Buuuut, i gotta admit, if your doing just per-pixel shader like stuff, then your better off using just the raw editable image lol
Interlacing is where you render odd rows pixels on one frame, and even on the next.
This obviously speeds things up 2X.
On slow-moving scenes, it does not look worse.
In fact it made my hat shader look better by shuffing the gaps between the lines for a fabric effect.
In extreme cases, you can render even less rows of pixels per frame and still look good.
Modded Playstation 2’s achieved 1080p by using this technique.
I just checked your powder game.
You can probably get away with rendering 1/4th of the vertical rows per frame lol.
It wouldn’t look weird because the powder rarely moves horizontally.
I’m gonna split up my pixel choosing algorithm into it’s own module today.
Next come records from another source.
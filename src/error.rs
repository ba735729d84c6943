//! Errors returned by the FF1 core.

use std::fmt;

/// Structure used by the library to convey errors.
#[derive(Debug)]
pub enum Error {
    /// `radix` fell outside the supported range `[2, 2^16]`.
    InvalidRadix { radix: u32 },
    /// The numeral sequence length didn't satisfy the minimum-domain rule
    /// (`radix^length >= 10^6`) or exceeded the configured maximum.
    InvalidLength {
        length: usize,
        min: usize,
        max: usize,
    },
    /// A numeral at `index` was not in `[0, radix)`.
    InvalidNumeral { value: u32, radix: u32, index: usize },
    /// The supplied key was not exactly 16 bytes (FF1 here is AES-128 only).
    InvalidKeyLength { length: usize },
    /// A character passed to the alphabet-based convenience API isn't a
    /// member of the configured alphabet.
    InvalidCharacter { ch: char },
    /// The big-integer backend could not complete an operation.
    InternalArithmetic(String),
}

impl fmt::Display for Error {
    fn fmt(&self, f: &mut fmt::Formatter<'_>) -> fmt::Result {
        match self {
            Error::InvalidRadix { radix } => {
                write!(f, "invalid radix {radix}; must be in [2, 65536]")
            }
            Error::InvalidLength { length, min, max } => write!(
                f,
                "invalid numeral sequence length {length}; expected between {min} and {max}"
            ),
            Error::InvalidNumeral {
                value,
                radix,
                index,
            } => write!(
                f,
                "numeral {value} at index {index} is not in [0, {radix})"
            ),
            Error::InvalidKeyLength { length } => write!(
                f,
                "invalid key length {length}; FF1 here requires a 16-byte (AES-128) key"
            ),
            Error::InvalidCharacter { ch } => {
                write!(f, "'{ch}' is not a member of the alphabet")
            }
            Error::InternalArithmetic(why) => write!(f, "internal arithmetic error: {why}"),
        }
    }
}

impl std::error::Error for Error {}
Probably something like this:
local pixelChooser = PixelChooser.new()
pixelChooser.InterlaceFactor = 4 --1/4th of rows will be rendered each frame
pixelChooser.EdgeFPSFactor = 2 --half fps at corners (added it for shader purposes)
pixelChooser.EdgePercent = 0.1 --farthest 10% of pixels will only be iterated half as much
--more optional optimizations will be added too
--render loop or whatever
while true do
for x,row in pixelChooser:Next() do --returns pixels to render on each frame
for y,_ in row do
--shader code or whatever
end
end
end
Game dev ain’t a competition, so feel free to implement it if you give credit. : )
Added you on Discord so I’ll let you know when it’s cooked.
And yeah it’s worth working on for my portfolio.
There’s something oddly appealing about making a fake RTX hat spin around like a hamster.
Update: I sped up the system by another 2x using some “techniques”
Now ray-marching and craftmine are possible!
I’ll remake this post with a link to proper documentation github page soon.
In all honesty though, this is actually extremely cool. I’ve been dying to make an outline shader for a long time, hopefully this will make it far faster!